The date of the hearing races towards us. The bruise on my jaw is fading but not fast enough. Mom and I are in the bathroom where she’s covering it with makeup. “It’ll work as long as you don’t sweat.”

“Yeah, yeah,” I say ungraciously. “Means no practice or games yet.”

“You can still run and throw hoops in the driveway.”

“It won’t be the same.”

Lachlan and dad are in the living room with Selma and Lexie, waiting for us. Sorcha’s next door with a neighbor. I already know what we’re gonna talk about, so do mom and dad, but Selma and Lexie need to know and it all bears repeating anyway.

I sit down next to Lachlan and take his hand as he starts the conversation. “I’ve left the Jury. This week the club voted me out. Agreed to leave me alone.”

Selma’s watching Lachlan carefully. “Shouldn’t they anyway?”

Lachlan shrugs. He’s not going to get drawn into Selma’s universe of annoying. “Yeah. It means I don’t have to look over my shoulder every time I go out. They don’t approach us and we don’t approach them.” He looks at Selma and Lexie. “Ever. You’re both in their orbit. You see them on the street, you look right through them. They approach, you cross the road.”

“Okay,” Lexie says hesitantly.

“Geez,” Selma says. “It sounds like we need witness protection.”

“Shut up, Selma,” I snap. “We don’t need your bullshit today.”

Mom doesn’t call me on my language. Instead, she says to Selma, “Take this seriously. The president of Hell’s Jury is called Hangman.”

I grin at my mom.

Lachlan looks down at our entwined hands. “Hangman’s also Sorcha’s father.”

Lexie’s eyes widen. “Holy. Is he your dad too?”

“No,” Lachlan replies bluntly. “He was fuckin’ my mom though.”

Mom narrows her eyes at Lachlan, who ignores her. “Mom put my dad on the birth certificate so he’s the father on record.” He shifts his eyes to dad. “Meredith, my advocate on Gabby’s case, is filing papers to get me custody of Sorcha.”

Dad nods. “All we have to do is get through the hearing tomorrow. I’ve no doubt it will go our way.”

“As it should,” mom says primly.

“And the guys that kidnapped Sorcha and Stella?” Selma asks.

“It didn’t happen,” Dad replies before Lachlan can open his mouth.

Selma furrows her eyebrows. “But?—”

“None of it,” dad says firmly.

My turn to speak. Mom and dad don’t know yet, but it’s easier when there’s an audience. “I’m moving in with Lachlan.” To Lexie, I say, “Sorry.”

Lexie opens her mouth to reply but Selma jumps in. “I’ll move in with Lexie.”

“What about—” Lexie and I say at the same time.

Selma gives us the death glare. “I’m tired of living in the dorms.”

She doesn’t ask Lexie if it’s okay and Lexie doesn’t say no.

Mom is staring at me with pursed lips as dad sighs. “We don’t need to be psychic, Sherri, to see this coming.”

“It’s too soon,” mom says to me and Lachlan. “You barely know each other. Stella, move in with us, then you can see Lachlan as much as you want.”

“Or,” I reply. “I move in with Lachlan and I can see you as much as I want.”
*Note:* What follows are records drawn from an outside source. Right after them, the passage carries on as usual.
//! Adapter implementations of the port traits.

pub mod live;
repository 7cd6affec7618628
//! Live adapters for real external interactions.

pub mod filesystem;
pub mod shell;

pub use filesystem::LiveFileSystem;
pub use shell::LiveShellExecutor;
Dad snorts a laugh, then changes the topic. “We have the hearing tomorrow.” He frowns as he scans us. “Try and look grown-up. Lachlan, trim the beard. I recommend you cut your hair, but if you don’t, then at the very least put it in a ponytail. No jeans. Wear a suit. No ego. I get you have an image that reflects who you are. We all do.” He pulls at his tie. “But tomorrow, be the man who wants custody of his sister and the rights to see his daughter. Go into that courtroom looking like that man because the judge needs to see that side of you and first impressions count.”

He takes a sip of his brandy, then turns to me. “And Stella, ditch the jersey and running gear. Get some clothes that don’t look like you’ve just come from the gym. And your hair.” He stares at me for longer than is polite, then looks helplessly at mom, who shakes her head.

“She could shave it off and wear a hat,” Selma says. “A jaunty cap.”

Mom looks like she’s contemplating it.

Dad seems alarmed. “Sherri, that’s not the look she should be going for.”

Lexie snickers. “Well, any other hat will make her look like a clown.”

“Go away you two,” dad orders.

Mom hustles them out of the room.

Dad starts his coaching again. “This hearing is the most important meeting of your lives, so approach it that way. No holding hands under the table, no looking at each for support. No whispering. Be confident, assert yourself, and Stella, you talk only when a question is directed at you.”

Dad stops talking when mom walks in with Sorcha. “Look who I found.”

Sorcha grins. “Me. She found me. I’m gonna help her make lunch.”

“You mind if we don’t stay?” Lachlan asks mom, but Sorcha replies on her behalf.

“We mind.”

“We have to go shopping, sweetie,” I explain. “Get some clothes and stuff. You can come with us.”

Sorcha pales as she sticks her thumb in her mouth and moves behind mom. “I don’t wanna go shopping.”

“That’s okay, Sorcha,” Dad says. “We don’t need them. We’ll eat lunch then play some checkers.”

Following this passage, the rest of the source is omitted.